> Assignment
Give back the lines of the records exactly, starting at the first and ending at the one with "pub struct RouteEntry<'a>".

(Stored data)

= Beginning of Section =

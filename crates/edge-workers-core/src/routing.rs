//! Route resolution for inbound requests.
//!
//! The route table is never cached: the manager rebuilds the list of
//! [`RouteEntry`] values from the definitions and the instance registry on
//! every request and hands it to [`RouteResolver::resolve`].

/// One defined route and whether its worker currently has an instance.
#[derive(Debug, Clone, Copy, PartialEq, Eq)]
pub struct RouteEntry<'a> {
    /// Route without surrounding slashes.
    pub route: &'a str,
    /// Owning worker.
    pub worker_id: &'a str,
    /// Whether the worker has a running instance.
    pub running: bool,
}

/// Outcome of resolving a path.
#[derive(Debug, Clone, PartialEq, Eq)]
pub enum RouteMatch {
    /// Dispatch to a running worker with the rewritten path.
    Dispatch {
        /// Target worker.
        worker_id: String,
        /// Matched route.
        route: String,
        /// Remainder of the path after the route; always starts with `/`.
        forwarded_path: String,
    },
    /// A defined worker matches but has no running instance.
    NotRunning {
        /// Matched route.
        route: String,
    },
    /// The path is related to a defined route (one is a string prefix of the
    /// other) but matches none on a segment boundary.
    Unknown,
    /// The path has nothing to do with workers.
    NotAWorkerRoute,
}

/// Resolves request paths against the current route table.
#[derive(Debug, Clone, Default)]
pub struct RouteResolver {
    reserved_prefixes: Vec<String>,
}

impl RouteResolver {
    /// Create a resolver that never claims paths under `reserved_prefixes`.
    pub fn new<I, S>(reserved_prefixes: I) -> Self
    where
        I: IntoIterator<Item = S>,
        S: AsRef<str>,
    {
        Self {
            reserved_prefixes: reserved_prefixes
                .into_iter()
                .map(|p| p.as_ref().trim_matches('/').to_string())
                .filter(|p| !p.is_empty())
                .collect(),
        }
    }

    /// Whether `path` (leading slash already stripped) is reserved.
    pub fn is_reserved(&self, path: &str) -> bool {
        self.reserved_prefixes
            .iter()
            .any(|prefix| segment_match(path, prefix))
    }

    /// Resolve `path` (with or without its leading slash, no query string).
    pub fn resolve(&self, path: &str, routes: &[RouteEntry<'_>]) -> RouteMatch {
        let path = path.strip_prefix('/').unwrap_or(path);
        if path.is_empty() || self.is_reserved(path) {
            return RouteMatch::NotAWorkerRoute;
        }

        let routes = routes.iter().filter(|entry| !entry.route.is_empty());

        // Exact match first, then the longest segment prefix.
        let best_running = routes
            .clone()
            .filter(|entry| entry.running)
            .find(|entry| entry.route == path)
            .or_else(|| {
                routes
                    .clone()
                    .filter(|entry| entry.running && segment_match(path, entry.route))
                    .max_by_key(|entry| entry.route.len())
            });

        if let Some(entry) = best_running {
            let remainder = &path[entry.route.len()..];
            let forwarded_path = if remainder.is_empty() {
                "/".to_string()
            } else {
                remainder.to_string()
            };
            return RouteMatch::Dispatch {
                worker_id: entry.worker_id.to_string(),
                route: entry.route.to_string(),
                forwarded_path,
            };
        }

        if let Some(entry) = routes
            .clone()
            .filter(|entry| segment_match(path, entry.route))
            .max_by_key(|entry| entry.route.len())
        {
            return RouteMatch::NotRunning {
                route: entry.route.to_string(),
            };
        }

        if routes
            .clone()
            .any(|entry| path.starts_with(entry.route) || entry.route.starts_with(path))
        {
            return RouteMatch::Unknown;
        }

        RouteMatch::NotAWorkerRoute
    }
}

/// `path` equals `route` or continues it with a `/`.
fn segment_match(path: &str, route: &str) -> bool {
    path.strip_prefix(route)
        .is_some_and(|rest| rest.is_empty() || rest.starts_with('/'))
}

= End of Section =

> Answer
filename crates/edge-workers-core/src/routing.rs
//! Route resolution for inbound requests.
//!
//! The route table is never cached: the manager rebuilds the list of
//! [`RouteEntry`] values from the definitions and the instance registry on
//! every request and hands it to [`RouteResolver::resolve`].

/// One defined route and whether its worker currently has an instance.
#[derive(Debug, Clone, Copy, PartialEq, Eq)]
pub struct RouteEntry<'a> {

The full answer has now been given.